====== RECORDS TO PROCESS

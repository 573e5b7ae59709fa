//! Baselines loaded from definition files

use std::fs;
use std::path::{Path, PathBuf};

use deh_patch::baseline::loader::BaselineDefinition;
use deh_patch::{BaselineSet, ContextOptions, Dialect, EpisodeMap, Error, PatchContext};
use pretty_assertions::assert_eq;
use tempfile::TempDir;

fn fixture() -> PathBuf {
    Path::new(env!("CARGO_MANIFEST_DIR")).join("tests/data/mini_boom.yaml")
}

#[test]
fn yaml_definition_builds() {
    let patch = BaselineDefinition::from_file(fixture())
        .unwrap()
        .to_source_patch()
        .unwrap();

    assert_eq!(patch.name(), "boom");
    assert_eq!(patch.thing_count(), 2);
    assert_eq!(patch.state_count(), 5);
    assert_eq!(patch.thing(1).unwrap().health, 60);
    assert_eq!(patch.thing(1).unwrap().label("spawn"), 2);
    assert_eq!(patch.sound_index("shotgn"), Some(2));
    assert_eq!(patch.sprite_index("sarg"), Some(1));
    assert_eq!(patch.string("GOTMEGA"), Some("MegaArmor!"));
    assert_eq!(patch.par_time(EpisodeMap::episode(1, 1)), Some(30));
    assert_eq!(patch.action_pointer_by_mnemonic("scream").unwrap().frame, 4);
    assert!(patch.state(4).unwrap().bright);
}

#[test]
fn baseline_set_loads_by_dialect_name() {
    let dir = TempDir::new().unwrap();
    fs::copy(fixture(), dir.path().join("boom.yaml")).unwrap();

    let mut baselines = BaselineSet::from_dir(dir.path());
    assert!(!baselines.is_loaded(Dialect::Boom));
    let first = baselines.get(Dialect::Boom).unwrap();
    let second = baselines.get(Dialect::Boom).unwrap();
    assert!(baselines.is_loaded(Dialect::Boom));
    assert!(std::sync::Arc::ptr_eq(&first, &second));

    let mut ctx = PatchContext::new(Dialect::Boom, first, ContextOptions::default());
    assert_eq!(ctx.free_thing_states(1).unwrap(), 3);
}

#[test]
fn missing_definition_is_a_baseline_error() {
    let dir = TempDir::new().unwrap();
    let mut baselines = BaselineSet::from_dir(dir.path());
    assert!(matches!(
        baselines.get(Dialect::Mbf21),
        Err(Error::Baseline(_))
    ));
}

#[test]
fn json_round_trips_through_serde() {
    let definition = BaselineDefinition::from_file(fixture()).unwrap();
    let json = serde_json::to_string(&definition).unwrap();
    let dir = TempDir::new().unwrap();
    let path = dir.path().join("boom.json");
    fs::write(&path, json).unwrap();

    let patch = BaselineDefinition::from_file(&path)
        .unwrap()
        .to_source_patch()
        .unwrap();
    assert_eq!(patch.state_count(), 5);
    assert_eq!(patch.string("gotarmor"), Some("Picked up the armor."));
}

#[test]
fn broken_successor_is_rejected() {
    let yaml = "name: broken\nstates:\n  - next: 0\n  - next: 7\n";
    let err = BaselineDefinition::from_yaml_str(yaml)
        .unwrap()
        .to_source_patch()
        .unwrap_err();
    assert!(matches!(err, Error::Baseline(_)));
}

============
====== RECORDS TO PROCESS

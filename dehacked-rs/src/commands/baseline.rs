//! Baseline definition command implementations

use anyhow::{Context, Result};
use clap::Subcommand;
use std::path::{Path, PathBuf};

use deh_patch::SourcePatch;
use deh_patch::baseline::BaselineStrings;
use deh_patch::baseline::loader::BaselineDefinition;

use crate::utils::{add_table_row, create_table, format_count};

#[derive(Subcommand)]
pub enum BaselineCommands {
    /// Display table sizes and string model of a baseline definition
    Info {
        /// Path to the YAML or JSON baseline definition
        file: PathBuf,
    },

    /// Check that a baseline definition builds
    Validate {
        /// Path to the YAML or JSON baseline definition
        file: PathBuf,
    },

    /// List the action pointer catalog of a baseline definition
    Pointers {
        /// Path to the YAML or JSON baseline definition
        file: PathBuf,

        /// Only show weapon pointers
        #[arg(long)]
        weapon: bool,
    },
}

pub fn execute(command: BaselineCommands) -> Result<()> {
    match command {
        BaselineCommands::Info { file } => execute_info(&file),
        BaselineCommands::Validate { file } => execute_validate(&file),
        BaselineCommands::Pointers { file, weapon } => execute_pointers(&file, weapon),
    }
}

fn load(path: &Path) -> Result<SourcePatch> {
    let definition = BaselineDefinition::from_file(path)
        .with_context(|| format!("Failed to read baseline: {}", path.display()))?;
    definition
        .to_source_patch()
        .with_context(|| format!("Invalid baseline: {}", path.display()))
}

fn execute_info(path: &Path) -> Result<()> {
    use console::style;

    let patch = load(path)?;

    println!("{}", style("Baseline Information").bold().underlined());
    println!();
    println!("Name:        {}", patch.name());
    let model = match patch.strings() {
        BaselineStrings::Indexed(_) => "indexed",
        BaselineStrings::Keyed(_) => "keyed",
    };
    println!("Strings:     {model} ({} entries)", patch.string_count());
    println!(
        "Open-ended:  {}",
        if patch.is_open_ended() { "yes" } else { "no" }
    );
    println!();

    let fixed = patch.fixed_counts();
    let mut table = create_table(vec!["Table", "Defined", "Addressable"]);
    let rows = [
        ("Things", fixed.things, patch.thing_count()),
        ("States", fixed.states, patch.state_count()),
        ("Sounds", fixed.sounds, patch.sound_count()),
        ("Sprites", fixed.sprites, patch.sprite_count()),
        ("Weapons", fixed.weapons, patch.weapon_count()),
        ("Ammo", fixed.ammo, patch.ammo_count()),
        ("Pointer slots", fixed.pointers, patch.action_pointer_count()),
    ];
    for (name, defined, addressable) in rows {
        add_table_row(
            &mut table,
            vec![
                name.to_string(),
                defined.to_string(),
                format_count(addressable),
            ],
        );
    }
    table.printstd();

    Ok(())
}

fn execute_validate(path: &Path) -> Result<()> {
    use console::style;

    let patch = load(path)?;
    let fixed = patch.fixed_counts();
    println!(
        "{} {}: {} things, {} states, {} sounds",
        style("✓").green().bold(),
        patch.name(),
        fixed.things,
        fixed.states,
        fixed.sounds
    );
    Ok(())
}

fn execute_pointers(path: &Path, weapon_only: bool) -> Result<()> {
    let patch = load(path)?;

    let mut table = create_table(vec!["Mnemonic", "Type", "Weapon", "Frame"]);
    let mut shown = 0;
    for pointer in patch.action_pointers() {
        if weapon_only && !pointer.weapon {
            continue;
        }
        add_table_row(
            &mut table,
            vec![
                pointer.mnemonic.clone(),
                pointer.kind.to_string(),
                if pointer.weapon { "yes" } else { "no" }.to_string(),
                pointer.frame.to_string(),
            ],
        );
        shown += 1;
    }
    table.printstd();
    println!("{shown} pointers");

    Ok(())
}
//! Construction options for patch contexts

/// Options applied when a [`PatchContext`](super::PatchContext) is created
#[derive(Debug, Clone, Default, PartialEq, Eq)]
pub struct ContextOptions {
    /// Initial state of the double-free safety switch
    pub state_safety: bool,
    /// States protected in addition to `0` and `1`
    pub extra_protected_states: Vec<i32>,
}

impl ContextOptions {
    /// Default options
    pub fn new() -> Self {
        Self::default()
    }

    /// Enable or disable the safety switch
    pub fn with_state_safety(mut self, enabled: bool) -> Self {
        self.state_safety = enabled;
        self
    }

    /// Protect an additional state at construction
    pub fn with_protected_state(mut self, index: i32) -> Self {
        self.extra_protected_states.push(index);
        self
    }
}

============

TASK PROMPT. Say how many lines above include "SourcePatch". The number alone is the answer.

FINAL ANSWER. 2